Signed-off-by: Stefan Weil <sw@weil.de>
---
 include/tesseract/strngs.h            |  6 ++----
 src/api/baseapi.cpp                   |  2 +-
 src/ccmain/applybox.cpp               |  2 +-
 src/ccstruct/boxread.cpp              | 25 +++++++++++++------------
 src/ccstruct/boxread.h                | 19 ++++++++-----------
 src/ccutil/ambigs.cpp                 |  2 +-
 src/ccutil/strngs.cpp                 |  3 +--
 src/ccutil/unicharcompress.cpp        |  4 ++--
 src/classify/adaptmatch.cpp           |  2 +-
 src/dict/trie.cpp                     | 14 ++++++--------
 src/dict/trie.h                       |  4 ++--
 src/training/combine_lang_model.cpp   |  2 +-
 src/training/fileio.h                 |  2 +-
 src/training/lang_model_helpers.cpp   | 14 +++++++-------
 src/training/lang_model_helpers.h     |  6 +++---
 src/training/lstmtrainer.cpp          |  2 +-
 src/training/unicharset_extractor.cpp |  6 +++---
 17 files changed, 54 insertions(+), 61 deletions(-)
diff --git a/include/tesseract/strngs.h b/include/tesseract/strngs.h
index cd0991ce97..8ec22190f1 100644
--- a/include/tesseract/strngs.h
+++ b/include/tesseract/strngs.h
@@ -26,14 +26,12 @@
 #include <cstdio>   // for FILE
 #include <cstring>  // for strncpy
 #include <string>
+#include <vector>
 
 namespace tesseract {
 
 class TFile;
 
-template <typename T>
-class GenericVector;
-
 class STRING : public std::string {
  public:
   using std::string::string;
@@ -76,7 +74,7 @@ class STRING : public std::string {
   }
 
   TESS_API
-  void split(char c, GenericVector<STRING>* splited);
+  void split(char c, std::vector<STRING>* splited);
   TESS_API
   void truncate_at(int32_t index);
 
diff --git a/src/api/baseapi.cpp b/src/api/baseapi.cpp
index 3c10b3a110..2a56b120d5 100644
--- a/src/api/baseapi.cpp
+++ b/src/api/baseapi.cpp
@@ -999,7 +999,7 @@ bool TessBaseAPI::ProcessPagesFileList(FILE *flist,
   int page = (tessedit_page_number >= 0) ? tessedit_page_number : 0;
   char pagename[MAX_PATH];
 
-  GenericVector<STRING> lines;
+  std::vector<STRING> lines;
   if (!flist) {
     buf->split('\n', &lines);
     if (lines.empty()) return false;
diff --git a/src/ccmain/applybox.cpp b/src/ccmain/applybox.cpp
index c8bd96701c..a972c02809 100644
--- a/src/ccmain/applybox.cpp
+++ b/src/ccmain/applybox.cpp
@@ -791,7 +791,7 @@ void Tesseract::CorrectClassifyWords(PAGE_RES* page_res) {
     for (int i = 0; i < word_res->correct_text.size(); ++i) {
       // The part before the first space is the real ground truth, and the
       // rest is the bounding box location and page number.

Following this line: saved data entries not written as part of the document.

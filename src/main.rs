// src/main.rs
use clap::Parser;
use crossbeam_channel::{Receiver, Sender, unbounded};
use rx_miner_rs::cli::{Action, BenchmarkOptions, Commands, ConfigOptions, MineOptions};
use rx_miner_rs::miner::algorithm::mock::MockBackend;
#[cfg(feature = "rust-randomx")]
use rx_miner_rs::miner::algorithm::randomx::RustRandomX;
use rx_miner_rs::utils::hugepages;
use rx_miner_rs::utils::logging::init_bench_logging;
use rx_miner_rs::{
    BackendKind, Config, Job, MinerError, RandomXBackend, RxEngine, Scheduler, Share, StatsReporter,
    StopFlag, Worker, config, init_logging, stats,
};
use std::fs::File;
use std::io::{BufRead, BufReader, Write};
use std::path::PathBuf;
use std::thread::JoinHandle;
use std::time::{Duration, Instant};

/// Seed hashed by the benchmark
const BENCH_SEED: &[u8] = b"rx-miner-rs benchmark seed";

/// Blob size of a typical Monero hashing blob
const BENCH_BLOB_SIZE: usize = 76;

/// Main entry point for the RandomX miner
///
/// # Returns
/// - `Ok(())` on successful execution
/// - `Err(MinerError)` if any operation fails
fn main() -> Result<(), MinerError> {
    let cli = Commands::parse();

    match cli.action {
        Action::Mine(opts) => start_mining(opts),
        Action::Benchmark(opts) => run_benchmark(opts),
        Action::Config(opts) => generate_config(opts),
    }
}

/// Mines jobs read from a file or stdin until the input ends
///
/// # Operations
/// 1. Loads configuration and applies CLI overrides
/// 2. Initializes logging and reserves huge pages
/// 3. Starts the job reader, the share printer and the stats reporter
/// 4. Runs the scheduler until the job stream closes
fn start_mining(opts: MineOptions) -> Result<(), MinerError> {
    let mut config = config::load(&opts.config)?;
    // Apply CLI overrides
    if let Some(threads) = opts.threads {
        config.threads = threads;
    }
    if let Some(backend) = opts.backend {
        config.backend = backend;
    }
    config.validate()?;
    init_logging(config.verbose);

    match config.backend {
        BackendKind::Mock => mine_with(MockBackend::new(), &config, opts.jobs),
        #[cfg(feature = "rust-randomx")]
        BackendKind::RandomX => mine_with(RustRandomX::default(), &config, opts.jobs),
        #[cfg(not(feature = "rust-randomx"))]
        BackendKind::RandomX => Err(randomx_unavailable()),
    }
}

fn mine_with<B: RandomXBackend>(
    backend: B,
    config: &Config,
    jobs: Option<PathBuf>,
) -> Result<(), MinerError> {
    let threads = config.worker_threads();
    if config.hugepages {
        hugepages::reserve(threads);
    }

    // Communication channels
    let (job_sender, job_receiver) = unbounded();
    let (share_sender, share_receiver) = unbounded();

    let reader = spawn_job_reader(jobs, job_sender)?;
    let printer = spawn_share_printer(share_receiver);

    // Statistics reporting
    let reporter = StatsReporter::new(Duration::from_secs(config.print_interval));
    reporter.start_reporting();

    // Mining setup
    let mut scheduler = Scheduler::new(
        RxEngine::new(backend),
        config.dataset_threads(),
        share_sender,
        reporter.clone(),
    );
    scheduler.initialize(threads)?;
    let mined = scheduler.run(&job_receiver);
    // Closes the share channel so the printer drains and exits.
    drop(scheduler);

    join(printer, "share printer")??;
    // On failure the reader may still be blocked on stdin; leave it behind.
    let mined = mined?;
    join(reader, "job reader")??;

    let totals = reporter.get_stats();
    log::info!(
        "Mined {} jobs: {} hashes, {} shares",
        mined,
        totals.hashes_total,
        totals.shares_found
    );
    Ok(())
}

/// Reads JSON job lines and forwards them to the scheduler
///
/// Malformed lines are logged and skipped; the channel closes at end of input.
fn spawn_job_reader(
    path: Option<PathBuf>,
    jobs: Sender<Job>,
) -> Result<JoinHandle<Result<(), MinerError>>, MinerError> {
    let input: Box<dyn BufRead + Send> = match path {
        Some(path) => Box::new(BufReader::new(File::open(&path).map_err(|e| {
            MinerError::InputError(format!("Failed to open jobs at {}: {}", path.display(), e))
        })?)),
        None => Box::new(BufReader::new(std::io::stdin())),
    };

    Ok(std::thread::spawn(move || {
        for line in input.lines() {
            let line = line?;
            if line.trim().is_empty() {
                continue;
            }
            match Job::from_json_line(&line) {
                Ok(job) => {
                    if jobs.send(job).is_err() {
                        // Scheduler is gone; nothing left to feed.
                        break;
                    }
                }
                Err(e) => log::warn!("Skipping job line: {}", e),
            }
        }
        log::debug!("Job input closed");
        Ok(())
    }))
}

/// Prints every share as a JSON line on stdout
fn spawn_share_printer(shares: Receiver<Share>) -> JoinHandle<Result<(), MinerError>> {
    std::thread::spawn(move || {
        let stdout = std::io::stdout();
        for share in shares {
            let line = share.to_json_line()?;
            let mut out = stdout.lock();
            writeln!(out, "{}", line)?;
            out.flush()?;
        }
        Ok(())
    })
}

/// Runs a fixed-duration benchmark of a backend
///
/// # Operations
/// 1. Initializes benchmark-specific logging
/// 2. Builds an engine and seeds a fixed seed
/// 3. Searches on every slot until a timer raises the stop flag
/// 4. Reports total hashes and hashrate
fn run_benchmark(opts: BenchmarkOptions) -> Result<(), MinerError> {
    init_bench_logging();

    match opts.backend {
        BackendKind::Mock => bench_with(MockBackend::new(), &opts),
        #[cfg(feature = "rust-randomx")]
        BackendKind::RandomX => bench_with(RustRandomX::default(), &opts),
        #[cfg(not(feature = "rust-randomx"))]
        BackendKind::RandomX => Err(randomx_unavailable()),
    }
}

fn bench_with<B: RandomXBackend>(backend: B, opts: &BenchmarkOptions) -> Result<(), MinerError> {
    if opts.difficulty == 0 {
        return Err(MinerError::InputError("Difficulty must be non-zero".into()));
    }

    let mut engine = RxEngine::new(backend);
    engine.initialize(opts.threads.max(1))?;
    engine.seed(BENCH_SEED, num_cpus::get())?;

    let job = Job {
        job_id: "benchmark".into(),
        blob: vec![0u8; BENCH_BLOB_SIZE],
        difficulty: opts.difficulty,
        seed_hash: BENCH_SEED.to_vec(),
    };
    let reporter = StatsReporter::new(Duration::from_secs(5));
    reporter.start_reporting();
    let stop = StopFlag::new();
    let duration = Duration::from_secs(opts.duration);

    log::info!(
        "Starting {} benchmark for {} seconds on {} threads",
        opts.backend,
        opts.duration,
        engine.pool_size()
    );

    let started = Instant::now();
    let slots = engine.search_slots()?;
    let outcomes: Vec<_> = std::thread::scope(|scope| {
        let handles: Vec<_> = slots
            .into_iter()
            .map(|slot| {
                let worker = Worker::counting_only(slot, &job, &stop, reporter.clone());
                scope.spawn(move || worker.run())
            })
            .collect();

        // Workers only return once the flag is up.
        while started.elapsed() < duration {
            std::thread::sleep(Duration::from_millis(50).min(duration));
        }
        stop.raise();

        handles
            .into_iter()
            .map(|handle| {
                handle
                    .join()
                    .map_err(|_| MinerError::TaskError("Benchmark thread panicked".into()))
            })
            .collect()
    });
    let elapsed = started.elapsed();
    let mut shares = 0;
    for outcome in outcomes {
        shares += outcome??;
    }

    // Report final results
    let totals = reporter.get_stats();
    let hashrate = totals.hashes_total as f64 / elapsed.as_secs_f64().max(f64::EPSILON);
    log::info!("Benchmark results:");
    log::info!("Total hashes: {}", totals.hashes_total);
    log::info!("Shares at difficulty {}: {}", opts.difficulty, shares);
    log::info!("Average hashrate: {}", stats::fmt_hashrate(hashrate));
    log::logger().flush(); // Ensure final results appear

    Ok(())
}

/// Writes the configuration template to the requested path
fn generate_config(opts: ConfigOptions) -> Result<(), MinerError> {
    std::fs::write(&opts.output, config::generate_template())?;
    println!("Configuration template written to {}", opts.output.display());
    Ok(())
}

fn join<T>(handle: JoinHandle<T>, name: &str) -> Result<T, MinerError> {
    handle
        .join()
        .map_err(|_| MinerError::TaskError(format!("{} thread panicked", name)))
}

#[cfg(not(feature = "rust-randomx"))]
fn randomx_unavailable() -> MinerError {
    MinerError::ConfigError(
        "The randomx backend requires building with `--features rust-randomx`".into(),
    )
}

-      GenericVector<STRING> tokens;
+      std::vector<STRING> tokens;
       word_res->correct_text[i].split(' ', &tokens);
       UNICHAR_ID char_id = unicharset.unichar_to_id(tokens[0].c_str());
       choice->append_unichar_id_space_allocated(char_id,
diff --git a/src/ccstruct/boxread.cpp b/src/ccstruct/boxread.cpp
index 1d4df736a0..7e0ebfff24 100644
--- a/src/ccstruct/boxread.cpp
+++ b/src/ccstruct/boxread.cpp
@@ -23,12 +23,12 @@
 #include "rect.h"           // for TBOX
 #include "tprintf.h"        // for tprintf
 
-#include <tesseract/genericvector.h>  // for GenericVector
 #include <tesseract/helpers.h>        // for chomp_string
 #include <tesseract/strngs.h>         // for STRING
 #include <tesseract/unichar.h>        // for UNICHAR
 
 #include <cstring>          // for strchr, strcmp
+#include <fstream>          // for std::ifstream
 #include <locale>           // for std::locale::classic
 #include <sstream>          // for std::stringstream
 #include <string>           // for std::string
@@ -74,12 +74,13 @@ FILE* OpenBoxFile(const char* fname) {
 // Each of the output vectors is optional (may be nullptr).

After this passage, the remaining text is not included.